* [EXERCISE] Scan the data below for lines holding the word "StoreError", and copy each line found.

** DATA IN THIS EXERCISE follows **

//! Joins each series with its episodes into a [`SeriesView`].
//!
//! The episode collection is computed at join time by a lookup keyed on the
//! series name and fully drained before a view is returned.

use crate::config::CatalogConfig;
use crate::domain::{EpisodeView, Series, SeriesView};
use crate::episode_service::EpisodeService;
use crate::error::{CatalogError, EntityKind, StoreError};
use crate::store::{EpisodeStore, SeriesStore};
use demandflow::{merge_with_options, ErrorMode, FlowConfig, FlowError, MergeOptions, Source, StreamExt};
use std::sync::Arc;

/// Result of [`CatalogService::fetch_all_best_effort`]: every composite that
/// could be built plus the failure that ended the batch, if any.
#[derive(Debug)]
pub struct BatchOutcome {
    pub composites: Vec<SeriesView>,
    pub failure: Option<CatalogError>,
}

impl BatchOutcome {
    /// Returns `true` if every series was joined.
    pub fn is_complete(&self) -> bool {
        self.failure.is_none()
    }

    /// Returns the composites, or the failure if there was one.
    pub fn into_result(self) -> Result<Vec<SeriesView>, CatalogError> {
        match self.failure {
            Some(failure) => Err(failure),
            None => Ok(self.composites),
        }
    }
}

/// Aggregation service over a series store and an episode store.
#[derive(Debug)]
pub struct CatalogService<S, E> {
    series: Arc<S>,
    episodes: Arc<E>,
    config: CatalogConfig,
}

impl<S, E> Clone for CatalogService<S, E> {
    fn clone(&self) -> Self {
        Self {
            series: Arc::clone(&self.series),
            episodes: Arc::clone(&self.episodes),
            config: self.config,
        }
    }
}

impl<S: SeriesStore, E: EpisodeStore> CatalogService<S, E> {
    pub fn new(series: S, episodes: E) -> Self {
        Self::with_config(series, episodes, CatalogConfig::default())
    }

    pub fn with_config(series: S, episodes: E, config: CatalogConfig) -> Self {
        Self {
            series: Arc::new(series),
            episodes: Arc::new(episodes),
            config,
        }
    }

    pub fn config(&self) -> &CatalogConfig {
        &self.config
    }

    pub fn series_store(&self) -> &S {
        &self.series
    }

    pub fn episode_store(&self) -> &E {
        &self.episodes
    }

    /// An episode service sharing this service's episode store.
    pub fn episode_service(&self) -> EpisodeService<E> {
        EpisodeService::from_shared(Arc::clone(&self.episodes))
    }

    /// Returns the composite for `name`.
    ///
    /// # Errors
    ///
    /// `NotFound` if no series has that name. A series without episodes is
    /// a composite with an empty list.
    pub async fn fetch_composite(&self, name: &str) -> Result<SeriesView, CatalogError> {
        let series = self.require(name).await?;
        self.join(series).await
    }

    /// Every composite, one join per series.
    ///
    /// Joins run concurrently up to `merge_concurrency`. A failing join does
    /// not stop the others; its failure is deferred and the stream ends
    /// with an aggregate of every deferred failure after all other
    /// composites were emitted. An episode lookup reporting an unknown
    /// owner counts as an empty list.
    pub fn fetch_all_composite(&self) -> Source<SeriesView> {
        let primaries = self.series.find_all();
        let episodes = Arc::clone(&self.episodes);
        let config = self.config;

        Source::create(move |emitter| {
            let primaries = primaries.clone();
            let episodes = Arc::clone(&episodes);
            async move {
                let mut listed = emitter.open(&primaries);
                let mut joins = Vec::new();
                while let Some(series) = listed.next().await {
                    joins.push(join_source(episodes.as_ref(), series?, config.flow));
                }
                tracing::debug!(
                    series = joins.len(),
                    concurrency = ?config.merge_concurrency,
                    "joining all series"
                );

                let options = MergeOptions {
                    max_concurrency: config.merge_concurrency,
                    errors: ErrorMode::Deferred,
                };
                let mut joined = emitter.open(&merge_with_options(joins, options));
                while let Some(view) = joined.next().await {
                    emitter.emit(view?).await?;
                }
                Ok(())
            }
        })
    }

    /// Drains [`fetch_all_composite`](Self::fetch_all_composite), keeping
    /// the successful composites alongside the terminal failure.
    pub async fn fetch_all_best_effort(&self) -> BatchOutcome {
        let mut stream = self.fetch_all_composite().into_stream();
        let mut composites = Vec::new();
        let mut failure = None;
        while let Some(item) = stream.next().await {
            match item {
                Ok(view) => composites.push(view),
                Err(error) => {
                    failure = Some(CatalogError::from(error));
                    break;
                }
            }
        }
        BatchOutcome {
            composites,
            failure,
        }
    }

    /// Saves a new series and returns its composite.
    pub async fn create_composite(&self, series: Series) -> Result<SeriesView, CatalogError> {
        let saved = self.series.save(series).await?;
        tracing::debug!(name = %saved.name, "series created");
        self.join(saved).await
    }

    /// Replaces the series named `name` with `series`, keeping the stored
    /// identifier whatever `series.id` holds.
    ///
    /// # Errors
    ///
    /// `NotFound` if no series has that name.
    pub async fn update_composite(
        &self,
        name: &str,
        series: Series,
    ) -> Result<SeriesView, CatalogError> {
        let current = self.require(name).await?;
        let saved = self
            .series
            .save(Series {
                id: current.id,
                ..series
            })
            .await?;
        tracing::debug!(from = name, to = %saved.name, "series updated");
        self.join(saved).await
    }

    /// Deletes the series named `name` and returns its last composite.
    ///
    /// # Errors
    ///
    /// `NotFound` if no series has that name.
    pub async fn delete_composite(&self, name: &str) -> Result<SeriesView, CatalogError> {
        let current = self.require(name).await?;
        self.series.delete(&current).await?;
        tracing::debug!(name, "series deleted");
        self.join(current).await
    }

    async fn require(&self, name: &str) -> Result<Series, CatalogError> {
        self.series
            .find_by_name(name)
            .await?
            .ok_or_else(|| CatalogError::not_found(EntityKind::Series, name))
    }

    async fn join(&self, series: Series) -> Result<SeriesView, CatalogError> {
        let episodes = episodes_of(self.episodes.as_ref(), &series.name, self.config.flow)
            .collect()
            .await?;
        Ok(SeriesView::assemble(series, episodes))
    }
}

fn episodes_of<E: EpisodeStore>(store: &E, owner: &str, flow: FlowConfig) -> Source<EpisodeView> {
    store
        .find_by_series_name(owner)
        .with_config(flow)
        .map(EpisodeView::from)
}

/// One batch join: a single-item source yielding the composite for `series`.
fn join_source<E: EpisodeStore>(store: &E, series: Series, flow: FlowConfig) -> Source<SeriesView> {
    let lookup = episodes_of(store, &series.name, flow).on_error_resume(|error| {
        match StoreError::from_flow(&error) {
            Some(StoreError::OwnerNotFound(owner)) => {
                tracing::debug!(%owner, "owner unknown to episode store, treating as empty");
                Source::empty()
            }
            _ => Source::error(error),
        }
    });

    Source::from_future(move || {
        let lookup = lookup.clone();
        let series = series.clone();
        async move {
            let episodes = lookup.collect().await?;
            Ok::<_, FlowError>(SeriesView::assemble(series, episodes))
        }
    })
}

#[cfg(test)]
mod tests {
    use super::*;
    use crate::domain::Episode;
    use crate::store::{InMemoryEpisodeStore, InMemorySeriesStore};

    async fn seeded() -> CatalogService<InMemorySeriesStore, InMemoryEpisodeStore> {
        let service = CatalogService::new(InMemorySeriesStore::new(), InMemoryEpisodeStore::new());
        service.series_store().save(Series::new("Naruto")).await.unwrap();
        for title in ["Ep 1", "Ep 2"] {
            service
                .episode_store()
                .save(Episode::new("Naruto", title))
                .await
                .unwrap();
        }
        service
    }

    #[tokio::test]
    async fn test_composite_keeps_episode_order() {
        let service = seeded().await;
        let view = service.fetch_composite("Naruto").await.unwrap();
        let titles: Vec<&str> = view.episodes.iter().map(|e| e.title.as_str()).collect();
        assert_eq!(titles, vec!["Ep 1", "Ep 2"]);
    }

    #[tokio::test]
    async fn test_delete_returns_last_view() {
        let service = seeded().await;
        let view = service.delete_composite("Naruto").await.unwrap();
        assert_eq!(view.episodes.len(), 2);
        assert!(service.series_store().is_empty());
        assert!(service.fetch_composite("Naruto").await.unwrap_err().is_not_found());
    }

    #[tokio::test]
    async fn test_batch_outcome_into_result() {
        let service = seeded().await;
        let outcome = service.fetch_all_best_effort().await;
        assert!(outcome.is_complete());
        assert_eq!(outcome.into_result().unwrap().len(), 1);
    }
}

** End of DATA IN THIS EXERCISE **

* [SOLUTION FOR THIS TASK]
use crate::error::{CatalogError, EntityKind, StoreError};
        match StoreError::from_flow(&error) {
            Some(StoreError::OwnerNotFound(owner)) => {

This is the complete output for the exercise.